Dogs and horses have died drinking river water that hosts cyanobacteria; risks for children are clear. Nearly half our monitored lakes are ‘eutrophic’, which can be deadly to animals.

We have one of the highest rates of biodiversity decline in the world; Dr Mark Bellingham of Forest & Bird says this decline is “unlikely to be arrested or reversed when Crown-owned indigenous wildlife are afforded no statutory habitat protection” on private lands. And it’s risky to focus on GDP without subtracting the negatives of an intensive agriculture economy. A report called Growing For Good by the Parliamentary Commissioner for the Environment states there is “evidence that nitrogen from farming sources enters and contaminates New Zealand’s surface waters, groundwater, soils, and atmosphere”.
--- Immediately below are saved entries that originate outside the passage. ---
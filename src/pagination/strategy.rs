//! Pagination strategy implementations
//!
//! OpenStack services return collections under three incompatible
//! conventions: a single unpaged body, a body embedding an explicit next
//! link, and a body requiring the client to compute a marker from the last
//! element seen. Each convention is one variant of [`PageStrategy`], chosen
//! once when the pager is constructed. An absent next URL is the sole
//! exhaustion signal for every variant.

use super::page::Page;
use crate::error::{Error, Result};
use crate::types::JsonValue;
use std::fmt;
use std::sync::Arc;

/// Default body path for embedded next links
pub const DEFAULT_LINK_PATH: &str = "links.next";

/// Default query parameter name for marker cursors
pub const DEFAULT_MARKER_PARAM: &str = "marker";

/// Derives the marker of the last element on a page.
///
/// Supplied per resource: runs the resource's extractor and returns the
/// identifying key of the last element, or `None` when the page is empty.
pub type MarkerFn = Arc<dyn Fn(&Page) -> Result<Option<String>> + Send + Sync>;

/// How the pager derives the URL of the page after the current one
#[derive(Clone)]
pub enum PageStrategy {
    /// The collection fits in one response; there is never a next page
    Single,

    /// The body embeds the next URL (e.g. `{"links": {"next": ...}}` or a
    /// `*_links` array of rel/href objects)
    Linked {
        /// Dot path to the link field in the body
        link_path: String,
    },

    /// The next URL is the current one with a `marker` query parameter set
    /// to the last element's identifying key
    Marker {
        /// Query parameter name carrying the marker
        marker_param: String,
        /// Derives the marker from the current page
        last_marker: MarkerFn,
    },
}

impl PageStrategy {
    /// Strategy for unpaged collections
    pub fn single() -> Self {
        Self::Single
    }

    /// Strategy following `links.next` in the body
    pub fn linked() -> Self {
        Self::Linked {
            link_path: DEFAULT_LINK_PATH.to_string(),
        }
    }

    /// Strategy following an embedded link at a custom dot path
    pub fn linked_at(link_path: impl Into<String>) -> Self {
        Self::Linked {
            link_path: link_path.into(),
        }
    }

    /// Marker strategy with the default `marker` parameter
    pub fn marker(last_marker: MarkerFn) -> Self {
        Self::Marker {
            marker_param: DEFAULT_MARKER_PARAM.to_string(),
            last_marker,
        }
    }

    /// Marker strategy with a custom query parameter name
    pub fn marker_with_param(marker_param: impl Into<String>, last_marker: MarkerFn) -> Self {
        Self::Marker {
            marker_param: marker_param.into(),
            last_marker,
        }
    }

    /// Compute the URL of the page after `page`.
    ///
    /// `Ok(None)` means the collection is exhausted. This is the only
    /// exhaustion signal; callers must not reinterpret it.
    pub fn next_page_url(&self, page: &Page) -> Result<Option<String>> {
        match self {
            Self::Single => Ok(None),
            Self::Linked { link_path } => next_from_body(page, link_path),
            Self::Marker {
                marker_param,
                last_marker,
            } => next_from_marker(page, marker_param, last_marker),
        }
    }
}

impl fmt::Debug for PageStrategy {
    fn fmt(&self, f: &mut fmt::Formatter<'_>) -> fmt::Result {
        match self {
            Self::Single => f.debug_struct("Single").finish(),
            Self::Linked { link_path } => f
                .debug_struct("Linked")
                .field("link_path", link_path)
                .finish(),
            Self::Marker { marker_param, .. } => f
                .debug_struct("Marker")
                .field("marker_param", marker_param)
                .finish_non_exhaustive(),
        }
    }
}

/// Resolve an embedded link field to a next URL.
///
/// A string value is returned verbatim: the service is assumed to emit a
/// fully-qualified URL and no rewriting is performed. A rel/href array
/// (compute-style `servers_links`) yields the `href` whose `rel` is
/// `"next"`. Null or a missing field means exhaustion.
fn next_from_body(page: &Page, link_path: &str) -> Result<Option<String>> {
    match page.body_at(link_path) {
        None | Some(JsonValue::Null) => Ok(None),
        Some(JsonValue::String(url)) if url.is_empty() => Ok(None),
        Some(JsonValue::String(url)) => Ok(Some(url.clone())),
        Some(JsonValue::Array(links)) => Ok(next_from_rel_links(links)),
        Some(other) => Err(Error::decode(format!(
            "expected string, null, or rel/href array at '{link_path}', got {other}"
        ))),
    }
}

/// Pick the `href` with `rel == "next"` out of a link list
fn next_from_rel_links(links: &[JsonValue]) -> Option<String> {
    links.iter().find_map(|link| {
        let obj = link.as_object()?;
        if obj.get("rel")?.as_str()? != "next" {
            return None;
        }
        Some(obj.get("href")?.as_str()?.to_string())
    })
}

/// Build the next URL by replacing the marker query parameter.
///
/// An empty page (marker fn returns `None`) is exhaustion. When the current
/// request carried no `limit` parameter, a single fetch is treated as
/// complete even if non-empty: without a limit echo there is no signal that
/// more data exists.
fn next_from_marker(
    page: &Page,
    marker_param: &str,
    last_marker: &MarkerFn,
) -> Result<Option<String>> {
    let Some(mark) = last_marker.as_ref()(page)? else {
        return Ok(None);
    };

    if !page.has_query_param("limit") {
        return Ok(None);
    }

    let mut next = page.url.clone();
    let retained: Vec<(String, String)> = next
        .query_pairs()
        .filter(|(k, _)| k != marker_param)
        .map(|(k, v)| (k.into_owned(), v.into_owned()))
        .collect();
    {
        let mut qp = next.query_pairs_mut();
        qp.clear();
        for (k, v) in &retained {
            qp.append_pair(k, v);
        }
        qp.append_pair(marker_param, &mark);
    }

    Ok(Some(next.to_string()))
}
We can’t fix these problems without analysing them, and that means not resting on our laurels. Sure, we’re a good-looking country, but we’re a young country. Our landscapes may be unspoiled, but is that just because we haven’t spoiled them yet? We have a friendly, funny, happy culture – but are we in denial?

It’s time to look at the country we want to leave for future generations. Or do we just want to keep our heads in the long white clouds?